(Stored data entries)

☆ ☆ ☆ ☆ ☆

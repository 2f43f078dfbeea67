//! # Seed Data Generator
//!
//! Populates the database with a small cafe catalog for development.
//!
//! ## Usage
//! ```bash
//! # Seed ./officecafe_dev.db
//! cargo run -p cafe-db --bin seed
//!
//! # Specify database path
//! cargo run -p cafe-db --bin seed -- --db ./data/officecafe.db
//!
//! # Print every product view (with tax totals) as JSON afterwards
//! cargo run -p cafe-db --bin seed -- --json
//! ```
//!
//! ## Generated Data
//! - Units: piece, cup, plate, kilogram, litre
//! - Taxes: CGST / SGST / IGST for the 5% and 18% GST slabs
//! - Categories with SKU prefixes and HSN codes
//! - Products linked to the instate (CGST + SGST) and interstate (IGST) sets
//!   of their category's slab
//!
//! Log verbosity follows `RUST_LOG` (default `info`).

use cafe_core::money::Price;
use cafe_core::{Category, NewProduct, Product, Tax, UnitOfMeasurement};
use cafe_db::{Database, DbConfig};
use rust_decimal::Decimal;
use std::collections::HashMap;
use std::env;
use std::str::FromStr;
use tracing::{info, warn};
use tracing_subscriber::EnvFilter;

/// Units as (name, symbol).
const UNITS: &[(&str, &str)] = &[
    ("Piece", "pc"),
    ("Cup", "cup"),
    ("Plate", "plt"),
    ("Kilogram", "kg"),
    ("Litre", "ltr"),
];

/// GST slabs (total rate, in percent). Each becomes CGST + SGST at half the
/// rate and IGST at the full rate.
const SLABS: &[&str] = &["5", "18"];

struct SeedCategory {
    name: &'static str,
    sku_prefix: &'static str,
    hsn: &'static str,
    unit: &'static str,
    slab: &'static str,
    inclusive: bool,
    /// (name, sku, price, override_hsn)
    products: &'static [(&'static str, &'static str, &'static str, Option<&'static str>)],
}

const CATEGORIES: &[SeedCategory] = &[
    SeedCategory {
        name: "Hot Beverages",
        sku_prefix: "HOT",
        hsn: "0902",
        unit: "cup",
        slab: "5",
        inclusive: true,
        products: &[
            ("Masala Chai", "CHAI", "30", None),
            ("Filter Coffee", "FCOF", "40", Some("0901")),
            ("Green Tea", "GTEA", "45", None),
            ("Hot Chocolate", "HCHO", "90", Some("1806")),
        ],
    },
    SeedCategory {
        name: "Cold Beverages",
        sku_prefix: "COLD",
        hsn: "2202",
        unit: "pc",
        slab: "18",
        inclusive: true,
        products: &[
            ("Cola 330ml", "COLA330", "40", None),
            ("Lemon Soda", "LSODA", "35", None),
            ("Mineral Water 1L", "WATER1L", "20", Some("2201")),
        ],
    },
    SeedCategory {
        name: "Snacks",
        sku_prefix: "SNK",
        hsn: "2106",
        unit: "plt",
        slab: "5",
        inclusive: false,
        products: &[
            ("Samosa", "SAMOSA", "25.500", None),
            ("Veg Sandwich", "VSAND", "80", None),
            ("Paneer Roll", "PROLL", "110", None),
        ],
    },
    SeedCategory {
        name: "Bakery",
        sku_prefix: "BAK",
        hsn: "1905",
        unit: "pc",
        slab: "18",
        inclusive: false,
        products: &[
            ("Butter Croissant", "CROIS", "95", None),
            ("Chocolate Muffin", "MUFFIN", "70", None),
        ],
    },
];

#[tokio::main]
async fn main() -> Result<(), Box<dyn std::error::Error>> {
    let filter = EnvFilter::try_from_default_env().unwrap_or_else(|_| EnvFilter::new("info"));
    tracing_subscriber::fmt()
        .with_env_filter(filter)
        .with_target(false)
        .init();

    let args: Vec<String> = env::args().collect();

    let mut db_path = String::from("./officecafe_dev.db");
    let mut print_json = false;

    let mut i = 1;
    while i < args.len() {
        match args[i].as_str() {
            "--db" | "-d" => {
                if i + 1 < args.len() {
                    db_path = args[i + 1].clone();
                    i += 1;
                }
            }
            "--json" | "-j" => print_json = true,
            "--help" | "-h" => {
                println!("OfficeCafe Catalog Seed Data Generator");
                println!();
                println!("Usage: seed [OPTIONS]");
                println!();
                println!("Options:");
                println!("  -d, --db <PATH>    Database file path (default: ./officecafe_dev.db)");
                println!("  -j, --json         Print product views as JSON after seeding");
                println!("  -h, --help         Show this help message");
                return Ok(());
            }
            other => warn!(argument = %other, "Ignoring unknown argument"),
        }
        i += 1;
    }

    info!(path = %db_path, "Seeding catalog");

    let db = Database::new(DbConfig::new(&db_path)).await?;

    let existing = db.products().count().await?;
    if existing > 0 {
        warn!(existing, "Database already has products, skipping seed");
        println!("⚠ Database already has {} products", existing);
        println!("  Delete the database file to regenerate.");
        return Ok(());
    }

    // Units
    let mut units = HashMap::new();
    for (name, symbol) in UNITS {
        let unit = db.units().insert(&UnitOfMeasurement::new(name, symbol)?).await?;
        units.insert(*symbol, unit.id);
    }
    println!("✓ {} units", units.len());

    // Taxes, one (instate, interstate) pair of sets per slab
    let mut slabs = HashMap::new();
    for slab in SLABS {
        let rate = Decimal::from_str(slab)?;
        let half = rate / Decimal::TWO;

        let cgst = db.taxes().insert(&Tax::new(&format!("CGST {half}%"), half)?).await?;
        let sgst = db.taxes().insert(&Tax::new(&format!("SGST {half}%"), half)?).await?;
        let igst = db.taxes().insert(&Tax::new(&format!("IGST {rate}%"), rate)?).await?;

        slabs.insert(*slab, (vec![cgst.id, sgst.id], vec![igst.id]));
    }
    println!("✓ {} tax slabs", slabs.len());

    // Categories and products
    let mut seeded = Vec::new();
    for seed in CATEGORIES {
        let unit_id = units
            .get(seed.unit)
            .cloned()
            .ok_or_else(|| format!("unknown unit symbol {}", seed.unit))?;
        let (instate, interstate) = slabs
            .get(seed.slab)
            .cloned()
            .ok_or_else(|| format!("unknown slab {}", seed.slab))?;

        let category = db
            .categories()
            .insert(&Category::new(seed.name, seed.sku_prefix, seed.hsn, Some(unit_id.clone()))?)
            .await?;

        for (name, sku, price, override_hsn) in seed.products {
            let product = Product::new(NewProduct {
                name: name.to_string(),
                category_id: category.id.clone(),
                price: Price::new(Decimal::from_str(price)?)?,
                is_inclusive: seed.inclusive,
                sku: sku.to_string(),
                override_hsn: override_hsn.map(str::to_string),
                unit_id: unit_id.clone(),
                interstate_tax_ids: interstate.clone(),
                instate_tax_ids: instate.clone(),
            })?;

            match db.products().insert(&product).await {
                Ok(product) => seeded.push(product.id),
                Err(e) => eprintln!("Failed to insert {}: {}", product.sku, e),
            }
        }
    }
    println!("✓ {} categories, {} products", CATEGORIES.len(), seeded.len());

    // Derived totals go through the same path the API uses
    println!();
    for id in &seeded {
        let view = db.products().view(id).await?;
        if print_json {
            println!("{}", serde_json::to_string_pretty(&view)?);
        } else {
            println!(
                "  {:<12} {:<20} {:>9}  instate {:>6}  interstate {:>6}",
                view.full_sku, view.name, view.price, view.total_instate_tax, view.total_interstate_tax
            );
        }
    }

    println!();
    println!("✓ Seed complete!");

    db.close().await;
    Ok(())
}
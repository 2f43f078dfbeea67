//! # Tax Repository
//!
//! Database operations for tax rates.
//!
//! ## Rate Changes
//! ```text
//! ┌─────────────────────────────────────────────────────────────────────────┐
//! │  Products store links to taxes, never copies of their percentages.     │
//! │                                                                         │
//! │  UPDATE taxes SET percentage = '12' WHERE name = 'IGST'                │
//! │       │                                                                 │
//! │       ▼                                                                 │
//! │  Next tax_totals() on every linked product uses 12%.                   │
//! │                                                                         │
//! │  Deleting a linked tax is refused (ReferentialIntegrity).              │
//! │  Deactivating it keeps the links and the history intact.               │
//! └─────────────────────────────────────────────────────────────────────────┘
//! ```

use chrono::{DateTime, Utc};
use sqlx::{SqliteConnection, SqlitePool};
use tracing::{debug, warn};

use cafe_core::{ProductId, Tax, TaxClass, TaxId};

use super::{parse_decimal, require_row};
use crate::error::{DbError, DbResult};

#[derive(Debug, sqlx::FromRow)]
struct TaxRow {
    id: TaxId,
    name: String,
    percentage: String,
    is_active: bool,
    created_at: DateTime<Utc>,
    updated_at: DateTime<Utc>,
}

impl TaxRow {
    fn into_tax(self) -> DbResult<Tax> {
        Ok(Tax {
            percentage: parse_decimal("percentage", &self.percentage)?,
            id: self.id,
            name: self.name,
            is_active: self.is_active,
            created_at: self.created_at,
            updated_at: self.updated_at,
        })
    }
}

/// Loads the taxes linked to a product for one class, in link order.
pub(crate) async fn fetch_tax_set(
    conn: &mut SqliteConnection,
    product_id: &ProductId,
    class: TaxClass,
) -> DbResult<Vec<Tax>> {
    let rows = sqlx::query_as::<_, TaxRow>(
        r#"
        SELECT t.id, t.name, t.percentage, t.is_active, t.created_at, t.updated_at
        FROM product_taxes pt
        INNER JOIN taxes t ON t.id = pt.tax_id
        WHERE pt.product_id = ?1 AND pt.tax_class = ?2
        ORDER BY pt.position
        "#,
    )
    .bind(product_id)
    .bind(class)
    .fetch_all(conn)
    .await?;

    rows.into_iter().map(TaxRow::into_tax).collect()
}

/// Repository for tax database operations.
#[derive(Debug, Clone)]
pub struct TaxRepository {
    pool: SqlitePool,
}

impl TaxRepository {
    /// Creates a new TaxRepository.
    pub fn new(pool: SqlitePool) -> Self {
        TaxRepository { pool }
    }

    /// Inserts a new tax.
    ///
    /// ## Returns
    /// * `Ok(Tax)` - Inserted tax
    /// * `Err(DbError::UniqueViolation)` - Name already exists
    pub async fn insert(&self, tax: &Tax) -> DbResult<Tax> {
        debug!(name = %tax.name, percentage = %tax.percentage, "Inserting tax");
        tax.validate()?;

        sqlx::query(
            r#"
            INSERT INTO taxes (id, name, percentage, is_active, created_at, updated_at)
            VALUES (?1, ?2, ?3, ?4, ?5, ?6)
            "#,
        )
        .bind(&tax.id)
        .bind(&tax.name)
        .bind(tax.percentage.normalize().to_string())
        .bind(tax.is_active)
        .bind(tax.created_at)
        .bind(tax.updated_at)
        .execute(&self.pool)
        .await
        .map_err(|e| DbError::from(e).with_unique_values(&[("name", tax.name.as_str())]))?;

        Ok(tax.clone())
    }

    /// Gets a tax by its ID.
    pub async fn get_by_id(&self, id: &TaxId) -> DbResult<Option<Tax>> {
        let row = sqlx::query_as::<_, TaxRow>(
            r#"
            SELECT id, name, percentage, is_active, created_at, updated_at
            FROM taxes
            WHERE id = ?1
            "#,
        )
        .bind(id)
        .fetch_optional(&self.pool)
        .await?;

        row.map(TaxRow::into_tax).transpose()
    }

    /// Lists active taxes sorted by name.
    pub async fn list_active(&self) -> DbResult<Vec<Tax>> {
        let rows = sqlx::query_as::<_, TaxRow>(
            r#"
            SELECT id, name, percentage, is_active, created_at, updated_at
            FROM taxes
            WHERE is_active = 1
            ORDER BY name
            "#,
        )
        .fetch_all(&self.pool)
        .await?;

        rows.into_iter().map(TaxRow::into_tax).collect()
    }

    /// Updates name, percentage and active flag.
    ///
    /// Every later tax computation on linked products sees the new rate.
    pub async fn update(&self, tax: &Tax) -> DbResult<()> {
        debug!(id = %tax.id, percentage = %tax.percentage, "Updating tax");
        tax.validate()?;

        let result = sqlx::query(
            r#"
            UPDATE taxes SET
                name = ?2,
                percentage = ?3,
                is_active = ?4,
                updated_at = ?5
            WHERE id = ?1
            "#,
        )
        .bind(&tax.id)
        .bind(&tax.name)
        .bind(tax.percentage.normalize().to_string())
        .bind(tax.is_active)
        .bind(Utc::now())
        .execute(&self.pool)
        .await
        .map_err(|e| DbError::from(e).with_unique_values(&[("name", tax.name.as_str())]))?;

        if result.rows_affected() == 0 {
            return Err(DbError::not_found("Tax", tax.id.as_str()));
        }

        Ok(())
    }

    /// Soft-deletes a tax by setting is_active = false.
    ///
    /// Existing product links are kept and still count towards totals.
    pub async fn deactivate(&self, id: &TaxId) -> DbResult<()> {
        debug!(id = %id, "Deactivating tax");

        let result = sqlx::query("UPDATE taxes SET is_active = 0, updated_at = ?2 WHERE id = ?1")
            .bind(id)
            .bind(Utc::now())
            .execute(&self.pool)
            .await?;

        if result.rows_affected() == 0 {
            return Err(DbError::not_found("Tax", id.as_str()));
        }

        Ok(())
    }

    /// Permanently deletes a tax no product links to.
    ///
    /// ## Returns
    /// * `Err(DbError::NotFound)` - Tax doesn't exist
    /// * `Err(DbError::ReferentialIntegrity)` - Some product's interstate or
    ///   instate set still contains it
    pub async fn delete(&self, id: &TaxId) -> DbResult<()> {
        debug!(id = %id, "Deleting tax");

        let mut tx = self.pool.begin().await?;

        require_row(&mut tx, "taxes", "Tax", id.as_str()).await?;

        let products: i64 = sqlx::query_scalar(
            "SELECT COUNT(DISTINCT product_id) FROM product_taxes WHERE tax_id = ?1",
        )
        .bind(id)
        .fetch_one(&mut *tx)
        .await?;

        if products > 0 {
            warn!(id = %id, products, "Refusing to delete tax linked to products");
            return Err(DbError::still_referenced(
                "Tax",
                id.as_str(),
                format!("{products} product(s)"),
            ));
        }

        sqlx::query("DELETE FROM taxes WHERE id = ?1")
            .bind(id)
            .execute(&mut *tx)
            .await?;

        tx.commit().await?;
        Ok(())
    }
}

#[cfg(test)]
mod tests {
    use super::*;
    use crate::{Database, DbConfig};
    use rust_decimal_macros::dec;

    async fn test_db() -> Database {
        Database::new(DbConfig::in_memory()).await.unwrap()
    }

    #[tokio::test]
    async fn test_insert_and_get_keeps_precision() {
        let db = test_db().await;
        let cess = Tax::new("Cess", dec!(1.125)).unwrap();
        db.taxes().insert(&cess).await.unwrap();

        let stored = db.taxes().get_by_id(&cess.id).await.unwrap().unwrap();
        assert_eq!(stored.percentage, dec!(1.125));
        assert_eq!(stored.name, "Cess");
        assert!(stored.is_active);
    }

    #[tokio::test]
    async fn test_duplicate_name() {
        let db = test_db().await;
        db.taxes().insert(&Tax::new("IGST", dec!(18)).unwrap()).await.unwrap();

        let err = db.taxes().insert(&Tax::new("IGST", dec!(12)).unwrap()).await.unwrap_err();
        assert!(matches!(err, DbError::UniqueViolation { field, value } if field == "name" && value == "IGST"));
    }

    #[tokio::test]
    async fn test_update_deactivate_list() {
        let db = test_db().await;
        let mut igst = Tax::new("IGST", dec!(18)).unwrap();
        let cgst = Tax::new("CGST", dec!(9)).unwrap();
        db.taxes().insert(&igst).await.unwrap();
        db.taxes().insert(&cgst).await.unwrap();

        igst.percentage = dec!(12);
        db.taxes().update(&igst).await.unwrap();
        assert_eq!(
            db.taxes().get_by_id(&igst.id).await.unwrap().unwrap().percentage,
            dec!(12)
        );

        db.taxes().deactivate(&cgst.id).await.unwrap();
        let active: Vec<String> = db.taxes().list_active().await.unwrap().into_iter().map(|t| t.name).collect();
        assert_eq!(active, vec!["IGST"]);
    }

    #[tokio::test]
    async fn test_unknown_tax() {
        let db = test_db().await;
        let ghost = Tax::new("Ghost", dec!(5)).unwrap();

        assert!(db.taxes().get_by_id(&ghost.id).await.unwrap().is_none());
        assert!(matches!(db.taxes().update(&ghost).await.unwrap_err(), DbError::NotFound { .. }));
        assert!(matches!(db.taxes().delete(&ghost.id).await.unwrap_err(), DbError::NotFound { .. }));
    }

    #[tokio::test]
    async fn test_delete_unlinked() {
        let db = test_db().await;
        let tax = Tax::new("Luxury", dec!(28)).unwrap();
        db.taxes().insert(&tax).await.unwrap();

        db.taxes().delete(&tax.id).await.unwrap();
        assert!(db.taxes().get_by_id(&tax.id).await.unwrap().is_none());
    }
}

☆ ☆ ☆ ☆ ☆

TASK GOAL » Retype exactly, and only, the lines above from the one where "db.close().await;" occurs up to and including the one where "pub(crate) async fn" occurs.

RESPONSE TO THE EXERCISE »
    db.close().await;
    Ok(())
}
repository 2f43f078dfbeea67
//! # Tax Repository
//!
//! Database operations for tax rates.
//!
//! ## Rate Changes
//! ```text
//! ┌─────────────────────────────────────────────────────────────────────────┐
//! │  Products store links to taxes, never copies of their percentages.     │
//! │                                                                         │
//! │  UPDATE taxes SET percentage = '12' WHERE name = 'IGST'                │
//! │       │                                                                 │
//! │       ▼                                                                 │
//! │  Next tax_totals() on every linked product uses 12%.                   │
//! │                                                                         │
//! │  Deleting a linked tax is refused (ReferentialIntegrity).              │
//! │  Deactivating it keeps the links and the history intact.               │
//! └─────────────────────────────────────────────────────────────────────────┘
//! ```

use chrono::{DateTime, Utc};
use sqlx::{SqliteConnection, SqlitePool};
use tracing::{debug, warn};

use cafe_core::{ProductId, Tax, TaxClass, TaxId};

use super::{parse_decimal, require_row};
use crate::error::{DbError, DbResult};

#[derive(Debug, sqlx::FromRow)]
struct TaxRow {
    id: TaxId,
    name: String,
    percentage: String,
    is_active: bool,
    created_at: DateTime<Utc>,
    updated_at: DateTime<Utc>,
}

impl TaxRow {
    fn into_tax(self) -> DbResult<Tax> {
        Ok(Tax {
            percentage: parse_decimal("percentage", &self.percentage)?,
            id: self.id,
            name: self.name,
            is_active: self.is_active,
            created_at: self.created_at,
            updated_at: self.updated_at,
        })
    }
}

/// Loads the taxes linked to a product for one class, in link order.
pub(crate) async fn fetch_tax_set(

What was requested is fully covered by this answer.